The first breakthrough came in the United States with the new state constitution of Virginia in 1776, which stated that "all men are entitled to the free exercise of religion according to the dictates of their conscience." The act establishing religious liberty in 1786 was phrased to include Jews, and the United States Constitution provided for religious freedom through Article VI and the First Amendment (1787).

At the time, however, this affected only a small number of Jews; more significant was the French Revolution and its consequences. Already in 1789 corporate autonomy was abolished for religious and other groups, which meant that the Jews lost powers of self-government. In 1791 they received the full rights of French citizenship. The Jews became loyal French patriots but this did not affect their religious feelings. Napoleon turned his attention to the position of the Jews in light of their new status, and in 1806 summoned an Assembly of Notables whom he confronted with difficult questions regarding possible contradictions between their loyalty to the State and their devotion to Judaism (e.g., Can Jews marry Christians? How does Jewish law regard French Christians?). The Notables found appropriate answers, emphasizing that rabbinical authority was only spiritual. Regarding mixed marriages, they replied that the ban applied to heathens in ancient times but not to France in their day. Napoleon then summoned a "Great Sanhedrin" in 1807, in which a majority of rabbis were included among the delegates, with a request to give official sanction to the decisions of the Notables. The Sanhedrin confirmed almost all the answers of the Notables. Napoleon received assurances on the basic issues---that rabbis no longer had jurisdiction in civil and judicial matters and that Jews no longer regarded themselves as a separate nation or hoped to leave their country of residence and return to Zion. He established a new structure of Jewish life on a purely religious basis (see CONSISTORY). The French Revolutionary and Napoleonic armies spread revolutionary ideals of equality and civil rights for all to other countries throughout Europe. In Italy, for example, the Napoleonic armies, together with the local population and the Jews, enthusiastically tore down the gates of the ghettoes.

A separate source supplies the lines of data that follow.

// Copyright (c) 2026 Amunchain
// Licensed under the Apache License, Version 2.0 (the "License");
// you may not use this file except in compliance with the License.
// You may obtain a copy of the License at
//     http://www.apache.org/licenses/LICENSE-2.0
// Unless required by applicable law or agreed to in writing, software
// distributed under the License is distributed on an "AS IS" BASIS,
// WITHOUT WARRANTIES OR CONDITIONS OF ANY KIND, either express or implied.
// See the License for the specific language governing permissions and
// limitations under the License.

#![forbid(unsafe_code)]
#![warn(missing_docs)]

//! Chain events, published only after the store commit that caused them.

use tokio::sync::broadcast;

use super::block::BlockKind;

/// Something that happened to the chain.
#[derive(Clone, Debug, PartialEq, Eq)]
pub enum ChainEvent {
    /// A block became the head.
    BlockPushed {
        /// Height.
        height: u32,
        /// Id.
        id: u64,
        /// Kind.
        kind: BlockKind,
    },
    /// The head was detached.
    BlockPopped {
        /// Height it had.
        height: u32,
        /// Id.
        id: u64,
    },
    /// A peer block or fork was refused.
    BlockRejected {
        /// Id.
        id: u64,
        /// Reason.
        reason: String,
    },
    /// A fork with more cumulative difficulty replaced blocks above `common_height`.
    Reorganized {
        /// Height of the common ancestor.
        common_height: u32,
        /// New head height.
        new_height: u32,
    },
    /// Derived tables were trimmed below `floor`.
    Trimmed {
        /// New trim floor.
        floor: u32,
    },
    /// State was rebuilt from `from_height`.
    Rescanned {
        /// First replayed height.
        from_height: u32,
    },
}

/// Fan-out of [`ChainEvent`]s.
#[derive(Clone)]
pub struct EventBus {
    tx: broadcast::Sender<ChainEvent>,
}

impl EventBus {
    /// Bus keeping at most `capacity` undelivered events per subscriber.
    pub fn new(capacity: usize) -> Self {
        let (tx, _) = broadcast::channel(capacity.max(1));
        Self { tx }
    }

    /// New subscriber; sees events published from now on.
    pub fn subscribe(&self) -> broadcast::Receiver<ChainEvent> {
        self.tx.subscribe()
    }

    /// Publish; dropped if nobody listens.
    pub fn publish(&self, event: ChainEvent) {
        let _ = self.tx.send(event);
    }
}

impl Default for EventBus {
    fn default() -> Self {
        Self::new(1024)
    }
}

#[cfg(test)]
mod tests {
    use super::*;

    #[test]
    fn subscribers_receive_in_order() {
        let bus = EventBus::new(8);
        bus.publish(ChainEvent::Trimmed { floor: 1 });
        let mut rx = bus.subscribe();
        bus.publish(ChainEvent::Trimmed { floor: 2 });
        bus.publish(ChainEvent::Rescanned { from_height: 0 });
        assert_eq!(rx.try_recv().unwrap(), ChainEvent::Trimmed { floor: 2 });
        assert_eq!(rx.try_recv().unwrap(), ChainEvent::Rescanned { from_height: 0 });
        assert!(rx.try_recv().is_err());
    }
}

The process of Jewish emancipation was temporarily reversed with the defeat of Napoleon, but processes had been set in motion that were irreversible and by the 1870s, emancipation had reached virtually all the Jews of Central and Western Europe. The impact on Jewish life was tremendous. Jews now found themselves faced with new challenges, notably that of living amongst Christians and synthesizing their Jewish culture with that of their surroundings. Inevitably, there was a process of acculturation, which often led to assimilation and estrangement from the Jewish community. Many cases were reported of conversion to CHRISTIANITY, though often---as in the case of the German Jewish poet Heinrich Heine---this was manifestly for social advancement rather than out of religious conviction. Jewish religious life was also affected. REFORM JUDAISM was founded in response to the modernization of Jewish life and to keep within the fold those Jews who regarded traditional Jewish life as anachronistic. Orthodoxy too was affected and certain elements adjusted themselves to the new realities, notably through the development of NEO-ORTHODOXY.Emancipation did not reach the Jews of Eastern Europe until the March 1917 Revolution. Until then, Jews continued to live in their traditional frameworks. After the Bolshevik Revolution, Jewish equality was coupled with a harsh campaign against Judaism (and other religions) and religious education was outlawed. Although traces of Judaism remained (and in the Asiatic parts of the USSR Jewish religion continued to be openly practiced), the surge of Jewish identification after World War II was more nationally than religiously motivated.In Muslim countries, emancipation was delayed. The colonial powers brought it to North Africa and in the wake of the breakup of the Ottoman Empire, Jews in those lands received rights in the first part of the 20th century. In the more distant Muslim lands, such as Yemen, Jews were never emancipated and only knew full civil rights when they left those countries and settled in Israel. Notwithstanding a certain secularization in some of the Muslim lands, the Jewish religious frameworks remained largely unaffected until the Jews left these lands after 1948.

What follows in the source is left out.